Figure 2. An IntelliReef prototype in Sint. Martin after 20 months underwater. The massive ramose salmon sponge, Desmapsanma anchorata, cradling a recruit of a fire coral Millepora species. Photo by: The Nature Foundation
Either as emergent species with bodies built onto the water column as tubes, barrels, branches, and balls, or as thin extensive crusts that thrive on cryptic habitats (crevices, or caverns), sponges play a significant role in the quality of water surrounding a reef. Sponges filter large amounts (up to 1 l per cm3 per hour, sensu Reiswig, 1976) of sea water with the help of the myriad of microbes inhabiting their bodies. With an almost continued movement and transformation of the water processed by these organisms, sponges are known to be major players in the processing of main nutrients like Nitrogen (a major compound for proteins), Phosphorous (an element essential for energy transfer) and Carbon (the fundamental element of life compounds on earth). Using stable isotopic tracer methods, radio-labeled isotopes, and recovery of gene specific sequences for key enzymes, scientists have found that sponges mediate several microbial metabolisms, including Photosynthesis (Phototrophs >3:1 photosynthesis to respiration ratio), nitrification, N2 fixation, denitrification, sulfate reduction, and anaerobic ammonium oxidation (anammox) (Fiore et al., 2013). These processes are essential to the health and overall productivity of a reef's ecosystem.
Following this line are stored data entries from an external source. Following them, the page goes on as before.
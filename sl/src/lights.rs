//! Light observers
//!
//! Each observer watches the color sensor and switches its light on, once,
//! the first time a cube of its color is presented. Observers take no part
//! in the stage handshakes; they only read the shared sensor.

use std::time::Duration;

use thingclient::ThingError;
use tracing::{debug, info, warn};

use crate::color::{CubeColor, classify};
use crate::coordinator::RunControl;
use crate::device::{ColorSensor, Light, LightDevices};
use crate::sensor;

/// Watches for one color and lights up once
pub struct LightObserver {
    light: Light,
    color: CubeColor,
    sensor: ColorSensor,
    poll: Duration,
    triggered: bool,
}

impl LightObserver {
    pub fn new(light: Light, color: CubeColor, sensor: ColorSensor, poll: Duration) -> Self {
        Self {
            light,
            color,
            sensor,
            poll,
            triggered: false,
        }
    }

    pub fn triggered(&self) -> bool {
        self.triggered
    }

    /// One observation; returns true when the light was switched on
    pub async fn tick(&mut self) -> Result<bool, ThingError> {
        if self.triggered || !sensor::read_color_presence(&self.sensor).await {
            return Ok(false);
        }
        let Some(rgb) = sensor::read_rgb(&self.sensor).await else {
            return Ok(false);
        };
        let seen = classify(rgb);
        debug!(light = %self.light.title(), %seen, ?rgb, "tick: cube present");
        if seen != self.color {
            return Ok(false);
        }

        self.light.set_on(true).await?;
        self.light.set_color(rgb).await?;
        self.triggered = true;
        info!(light = %self.light.title(), color = %self.color, "Light switched on");
        Ok(true)
    }

    /// Observe until the run stops, then switch the light off
    pub async fn run(mut self, run: RunControl) -> Result<(), ThingError> {
        self.light.set_on(false).await?;
        info!(light = %self.light.title(), color = %self.color, "Observing color sensor");

        while run.sleep(self.poll).await {
            if let Err(e) = self.tick().await {
                warn!(light = %self.light.title(), error = %e, "Light observer tick failed");
            }
        }

        self.light.set_on(false).await?;
        info!(light = %self.light.title(), "Light switched off");
        Ok(())
    }
}

/// Run the red and blue observers until the run stops
pub async fn run_observers(devices: LightDevices, poll: Duration, run: RunControl) -> Result<(), ThingError> {
    let observers = [(devices.red, CubeColor::Red), (devices.blue, CubeColor::Blue)]
        .into_iter()
        .map(|(light, color)| LightObserver::new(light, color, devices.color_sensor.clone(), poll).run(run.clone()));
    futures::future::join_all(observers).await.into_iter().collect()
}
Figure 3. An experiment where a seawater solution of Fluorescin dye is applied to a sponge surface and within seconds the dyed water is expelled through the oscula (Image taken from The shape of Life video I on Sponges).
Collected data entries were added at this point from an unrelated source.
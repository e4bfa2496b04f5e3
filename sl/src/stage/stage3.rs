//! Stage 3: belt B to color bins

use std::time::Duration;

use async_trait::async_trait;
use eyre::WrapErr;
use tracing::{info, warn};

use super::{ColorQuota, CycleOutcome, Stage, Station};
use crate::color::CubeColor;
use crate::config::Stage3Config;
use crate::coordinator::{Consumer, LineState, RunControl};
use crate::device::{Actuator, ColorSensor};
use crate::motion::PickPlace;
use crate::pose::Pose;
use crate::sensor;

/// Correct the pickup y by the stop-distance deviation, clamped
pub fn corrected_pick(pick: &Pose, distance: Option<f64>, target: f64, gain: f64, max: f64) -> Pose {
    match distance {
        Some(d) => pick.shifted_y(((d - target) * gain).clamp(-max, max)),
        None => *pick,
    }
}

/// Where a held cube is released
#[derive(Debug, Clone, Copy, PartialEq)]
pub enum Destination {
    /// Red or blue bin, beside the hold pose
    Bin(Pose),
    /// Green cubes go to the intermediate waypoint
    Waypoint(Pose),
    /// Unknown or over-quota: dropped at the hold pose, not counted
    Reject(Pose),
}

/// Route a classified cube; `claimed` is whether the quota counted it
pub fn destination(color: CubeColor, claimed: bool, config: &Stage3Config) -> Destination {
    match (color, claimed) {
        (CubeColor::Red, true) => Destination::Bin(config.color_hold.shifted_y(config.bin_offset)),
        (CubeColor::Blue, true) => Destination::Bin(config.color_hold.shifted_y(-config.bin_offset)),
        (CubeColor::Green, true) => Destination::Waypoint(config.intermediate),
        _ => Destination::Reject(config.color_hold),
    }
}

/// Picks cubes off belt B, classifies and sorts them
pub struct Sorter {
    arm: Actuator,
    pick_place: PickPlace,
    station: Station,
    color_sensor: ColorSensor,
    from_transfer: Consumer,
    quota: ColorQuota,
    config: Stage3Config,
    dwell: Duration,
}

impl Sorter {
    #[allow(clippy::too_many_arguments)]
    pub fn new(
        arm: Actuator,
        pick_place: PickPlace,
        station: Station,
        color_sensor: ColorSensor,
        from_transfer: Consumer,
        quota: ColorQuota,
        config: Stage3Config,
        dwell: Duration,
    ) -> Self {
        Self {
            arm,
            pick_place,
            station,
            color_sensor,
            from_transfer,
            quota,
            config,
            dwell,
        }
    }

    pub fn quota(&self) -> &ColorQuota {
        &self.quota
    }

    async fn ready_arm(&self, above: &Pose) -> eyre::Result<()> {
        self.arm.open_gripper().await?;
        self.pick_place.motion().move_to(&self.arm, above).await?;
        info!("Arm ready above pickup");
        Ok(())
    }

    /// Hold the cube at the sensor until it reports presence, then classify
    ///
    /// A stopped run ends the wait early; the cube is still classified so it
    /// can be released.
    async fn identify(&self, run: &RunControl) -> CubeColor {
        let poll = Duration::from_millis(self.config.color_poll_ms);
        let mut detected = false;
        for _ in 0..self.config.color_attempts {
            if sensor::read_color_presence(&self.color_sensor).await {
                detected = true;
                break;
            }
            if !run.sleep(poll).await {
                break;
            }
        }
        if !detected && run.is_running() {
            warn!(attempts = self.config.color_attempts, "Color sensor saw nothing, classifying anyway");
        }
        sensor::read_color(&self.color_sensor).await
    }

    async fn release(&self, destination: Destination) -> eyre::Result<()> {
        let motion = self.pick_place.motion();
        match destination {
            Destination::Waypoint(pose) => {
                motion.move_to(&self.arm, &pose).await?;
                self.arm.open_gripper().await?;
                tokio::time::sleep(self.dwell).await;
            }
            Destination::Bin(pose) | Destination::Reject(pose) => {
                motion.move_to(&self.arm, &pose).await?;
                self.arm.open_gripper().await?;
                tokio::time::sleep(self.dwell).await;
                motion.move_to(&self.arm, &pose.raised(self.config.release_lift)).await?;
                motion.move_to(&self.arm, &self.config.intermediate).await?;
            }
        }
        Ok(())
    }
}

#[async_trait]
impl Stage for Sorter {
    fn name(&self) -> &'static str {
        "stage3"
    }

    fn backoff(&self) -> Duration {
        Duration::from_millis(self.config.backoff_ms)
    }

    async fn cycle(&mut self, run: &RunControl) -> eyre::Result<CycleOutcome> {
        self.from_transfer.ready();
        info!("Ready, waiting for a cube from stage 2");
        if !self.from_transfer.wait_item(run).await {
            return Ok(CycleOutcome::Stopped);
        }
        if !self.station.await_arrival(run).await {
            return Ok(CycleOutcome::Stopped);
        }

        let above = self.config.pick_pose.raised(self.config.release_lift);
        let (ready, stopped) = tokio::join!(self.ready_arm(&above), self.station.sense_and_stop(run));
        let observation = stopped.wrap_err("stop belt B")?;
        ready.wrap_err("move to ready pose")?;

        if !run.sleep(self.station.settle_delay()).await {
            return Ok(CycleOutcome::Stopped);
        }

        // Any distance seen with the cube present is used, even outside the window
        let pick = corrected_pick(
            &self.config.pick_pose,
            observation.last_distance,
            self.station.target_distance(),
            self.config.correction_gain,
            self.config.max_correction,
        );
        info!(pose = %pick, distance = ?observation.last_distance, "Picking cube from belt B");
        self.pick_place.pick(&self.arm, &pick).await.wrap_err("pick from belt B")?;

        let motion = self.pick_place.motion();
        motion
            .move_to(&self.arm, &self.config.intermediate)
            .await
            .wrap_err("move to intermediate")?;
        motion
            .move_to(&self.arm, &self.config.color_hold)
            .await
            .wrap_err("move to color sensor")?;

        let color = self.identify(run).await;
        let claimed = self.quota.try_claim(color);
        let destination = destination(color, claimed, &self.config);
        info!(%color, claimed, ?destination, "Cube classified");
        self.release(destination).await.wrap_err("release cube")?;

        if claimed {
            let counts = self.quota.counts();
            info!(?counts, "Cube sorted");
        }
        if self.quota.is_complete() {
            info!("All color quotas met");
            run.stop(LineState::Completed);
            return Ok(CycleOutcome::Stopped);
        }
        Ok(CycleOutcome::Done)
    }

    async fn recover(&mut self) {
        if let Err(e) = self.station.belt().stop().await {
            warn!(error = %e, "Failed to stop belt B after error");
        }
        self.from_transfer.ready();
    }
}

#[cfg(test)]
mod tests {
    use super::*;
    use crate::config::{MotionConfig, PickPlaceConfig, StationConfig};
    use crate::coordinator::{Producer, handshake};
    use crate::device::Conveyor;
    use crate::motion::MotionController;
    use crate::motion::mock::StepArm;
    use crate::stage::mock::{CallLog, IdleBelt, Logged, SteadyColor};
    use std::sync::{Arc, Mutex};

    fn sorter(log: &CallLog, belt_b: Logged) -> (Sorter, Producer) {
        let arm = Actuator::new(Arc::new(Logged::new(Arc::new(StepArm::new(10.0)), log.clone()))).unwrap();
        let pick_place = PickPlace::new(MotionController::new(&MotionConfig::default()), &PickPlaceConfig::default());
        let station = Station::new(Conveyor::new(Arc::new(belt_b)), None, None, StationConfig::default());
        let color_sensor = ColorSensor::new(Arc::new(SteadyColor::new([240, 10, 10])));
        let (to_sorter, from_transfer) = handshake("belt-b", true);
        let sorter = Sorter::new(
            arm,
            pick_place,
            station,
            color_sensor,
            from_transfer,
            ColorQuota::new(1),
            Stage3Config::default(),
            Duration::from_millis(300),
        );
        (sorter, to_sorter)
    }

    #[tokio::test(start_paused = true)]
    async fn test_failed_cycle_stops_belt_b_and_frees_stage2() {
        let log: CallLog = Arc::new(Mutex::new(Vec::new()));
        let belt_b = Logged::new(Arc::new(IdleBelt::new("VirtualConveyorBelt2")), log.clone()).failing_once("stopBelt");
        let (mut sorter, to_sorter) = sorter(&log, belt_b);
        let run = RunControl::new();

        to_sorter.item_deposited();
        assert!(sorter.cycle(&run).await.is_err());
        assert!(!to_sorter.is_consumer_ready());

        sorter.recover().await;
        let stops = log
            .lock()
            .unwrap()
            .iter()
            .filter(|c| *c == "VirtualConveyorBelt2:stopBelt")
            .count();
        assert_eq!(stops, 2);
        assert!(to_sorter.is_consumer_ready());

        // The next cube is sorted
        to_sorter.item_deposited();
        assert_eq!(sorter.cycle(&run).await.unwrap(), CycleOutcome::Done);
        assert_eq!(sorter.quota().count(CubeColor::Red), 1);
        assert!(run.is_running());
    }

    #[tokio::test(start_paused = true)]
    async fn test_color_wait_ends_when_run_stops() {
        struct Blind(thingclient::ThingDescription);

        #[async_trait]
        impl thingclient::Thing for Blind {
            fn description(&self) -> &thingclient::ThingDescription {
                &self.0
            }

            async fn invoke_action(
                &self,
                _name: &str,
                _input: Option<serde_json::Value>,
            ) -> Result<serde_json::Value, thingclient::ThingError> {
                Ok(serde_json::Value::Null)
            }

            async fn read_property(&self, _name: &str) -> Result<serde_json::Value, thingclient::ThingError> {
                Ok(serde_json::json!(false))
            }

            async fn write_property(
                &self,
                _name: &str,
                _value: serde_json::Value,
            ) -> Result<(), thingclient::ThingError> {
                Ok(())
            }
        }

        let log: CallLog = Arc::new(Mutex::new(Vec::new()));
        let belt_b = Logged::new(Arc::new(IdleBelt::new("VirtualConveyorBelt2")), log.clone());
        let (mut sorter, _to_sorter) = sorter(&log, belt_b);
        sorter.color_sensor = ColorSensor::new(Arc::new(Blind(thingclient::ThingDescription::new("VirtualColorSensor"))));
        sorter.config.color_attempts = 1_000;

        let run = RunControl::new();
        run.stop(LineState::Interrupted);
        let start = tokio::time::Instant::now();
        assert_eq!(sorter.identify(&run).await, CubeColor::Unknown);
        assert!(start.elapsed() < Duration::from_millis(200));
    }

    #[test]
    fn test_correction_is_clamped() {
        let pick = Pose::xyz(1.475, 0.1, 1.14);

        let small = corrected_pick(&pick, Some(0.295), 0.275, 0.1, 0.05);
        assert!((small.y - 0.102).abs() < 1e-9);

        let huge = corrected_pick(&pick, Some(5.0), 0.275, 0.1, 0.05);
        assert!((huge.y - 0.15).abs() < 1e-9);

        let negative = corrected_pick(&pick, Some(-5.0), 0.275, 0.1, 0.05);
        assert!((negative.y - 0.05).abs() < 1e-9);
        assert_eq!(negative.x, pick.x);
    }

    #[test]
    fn test_routing() {
        let config = Stage3Config::default();
        let hold = config.color_hold;

        assert_eq!(
            destination(CubeColor::Red, true, &config),
            Destination::Bin(hold.shifted_y(0.25))
        );
        assert_eq!(
            destination(CubeColor::Blue, true, &config),
            Destination::Bin(hold.shifted_y(-0.25))
        );
        assert_eq!(
            destination(CubeColor::Green, true, &config),
            Destination::Waypoint(config.intermediate)
        );
        assert_eq!(destination(CubeColor::Unknown, false, &config), Destination::Reject(hold));
        // Over quota
        assert_eq!(destination(CubeColor::Red, false, &config), Destination::Reject(hold));
    }
}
Figure 4. The common Caribbean reef sponge Svenzea zeai, given its biomass in the Fore reef at Carrie Bow Cay in Belize, presents the highest potential Benthic nitrification rates at 6-10.9 mol/day m2 (oxidation of Ammonium to Nitrate) (Diaz and Ward, 1997)
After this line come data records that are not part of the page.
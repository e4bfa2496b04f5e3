//! RunControl - process-wide run state

use std::fmt;
use std::sync::Arc;
use std::time::Duration;

use tokio::sync::watch;
use tracing::{debug, info};

/// State of the whole line
#[derive(Debug, Clone, Copy, PartialEq, Eq)]
pub enum LineState {
    /// Stages are cycling
    Running,
    /// Every color quota was reached
    Completed,
    /// An operator interrupt stopped the line
    Interrupted,
}

impl fmt::Display for LineState {
    fn fmt(&self, f: &mut fmt::Formatter<'_>) -> fmt::Result {
        let name = match self {
            LineState::Running => "running",
            LineState::Completed => "completed",
            LineState::Interrupted => "interrupted",
        };
        f.write_str(name)
    }
}

/// Shared run flag, stopped once and never restarted
///
/// Cheap to clone. External watchers use [`RunControl::subscribe`] to learn
/// when and why the line stopped.
#[derive(Clone)]
pub struct RunControl {
    tx: Arc<watch::Sender<LineState>>,
}

impl Default for RunControl {
    fn default() -> Self {
        Self::new()
    }
}

impl RunControl {
    pub fn new() -> Self {
        let (tx, _rx) = watch::channel(LineState::Running);
        Self { tx: Arc::new(tx) }
    }

    pub fn is_running(&self) -> bool {
        *self.tx.borrow() == LineState::Running
    }

    pub fn state(&self) -> LineState {
        *self.tx.borrow()
    }

    /// Stop the line; only the first stop takes effect
    ///
    /// Returns true when this call performed the transition.
    pub fn stop(&self, reason: LineState) -> bool {
        if reason == LineState::Running {
            return false;
        }
        let changed = self.tx.send_if_modified(|state| {
            if *state == LineState::Running {
                *state = reason;
                true
            } else {
                false
            }
        });
        if changed {
            info!(state = %reason, "Line stopping");
        } else {
            debug!(state = %reason, current = %self.state(), "RunControl::stop: already stopped");
        }
        changed
    }

    /// Receiver that observes the stop transition
    pub fn subscribe(&self) -> watch::Receiver<LineState> {
        self.tx.subscribe()
    }

    /// Resolve once the line is no longer running
    pub async fn stopped(&self) {
        let mut rx = self.tx.subscribe();
        let _ = rx.wait_for(|state| *state != LineState::Running).await.map(|_| ());
    }

    /// Sleep unless the line stops first
    ///
    /// Returns true when the full delay elapsed with the line still running.
    pub async fn sleep(&self, duration: Duration) -> bool {
        tokio::select! {
            _ = tokio::time::sleep(duration) => self.is_running(),
            _ = self.stopped() => false,
        }
    }
}

#[cfg(test)]
mod tests {
    use super::*;

    #[test]
    fn test_first_stop_wins() {
        let run = RunControl::new();
        assert!(run.is_running());

        assert!(run.stop(LineState::Completed));
        assert!(!run.stop(LineState::Interrupted));
        assert_eq!(run.state(), LineState::Completed);
        assert!(!run.is_running());
    }

    #[test]
    fn test_stop_with_running_is_ignored() {
        let run = RunControl::new();
        assert!(!run.stop(LineState::Running));
        assert!(run.is_running());
    }

    #[tokio::test(start_paused = true)]
    async fn test_sleep_cut_short_by_stop() {
        let run = RunControl::new();
        let stopper = run.clone();
        tokio::spawn(async move {
            tokio::time::sleep(Duration::from_millis(100)).await;
            stopper.stop(LineState::Interrupted);
        });

        let start = tokio::time::Instant::now();
        assert!(!run.sleep(Duration::from_secs(30)).await);
        assert!(start.elapsed() < Duration::from_secs(1));
    }

    #[tokio::test(start_paused = true)]
    async fn test_sleep_completes_while_running() {
        let run = RunControl::new();
        assert!(run.sleep(Duration::from_millis(250)).await);
    }

    #[tokio::test]
    async fn test_subscriber_sees_completion() {
        let run = RunControl::new();
        let mut rx = run.subscribe();

        run.stop(LineState::Completed);
        rx.changed().await.unwrap();
        assert_eq!(*rx.borrow(), LineState::Completed);

        // Already stopped: resolves immediately
        run.stopped().await;
    }
}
SHELTER, PROTECTION, and FOOD
In addition to their filtering capabilities, sponges offer a home to hundreds of species of invertebrates and fishes by creating space for protection or “hiding” within and around their bodies (Lesser and Slattery, 2013). Many reef fish--mostly Holacanthus, Pomacanthus, Lactophrys, Cantherhines, and parrot fish (Wulff, 2020)-- also nibble on sponges for food, while seastars and turtles might eat big chunks of sponges as part of their diet. In Florida, Manatees have even been found eating specific specimens of Chondrilla caribensis.
The photo below encompasses the 400% increase in coral cover over a 12 month period, as well as the astonishing sponge species, doing the "Ocean Cleanup" work they are designed for in "The Invisible Loop: Sponges Allow Reefs to Flourish in a Marine Desert"
Figure 5. An intrepid hermit crab parks comfortably inside this gigantic Callyspongia plicifera, on a reef on the island of Martinica. Photo by; M.C.Diaz.
Predation is a key factor in the distribution and abundance of coral reef sponges.
For coral reefs in the Caribbean, major sponge predators are opisthobranch mollusks, hawksbill turtles, and a few fish species, including angelfish (Holacanthus and Pomacanthus spp.), trunkfish (Lactophrys spp.), filefish (Cantherhines spp.) and parrotfish. The presence of sponges in these habitats helps support a healthy food web by providing nourishment to a variety of different species.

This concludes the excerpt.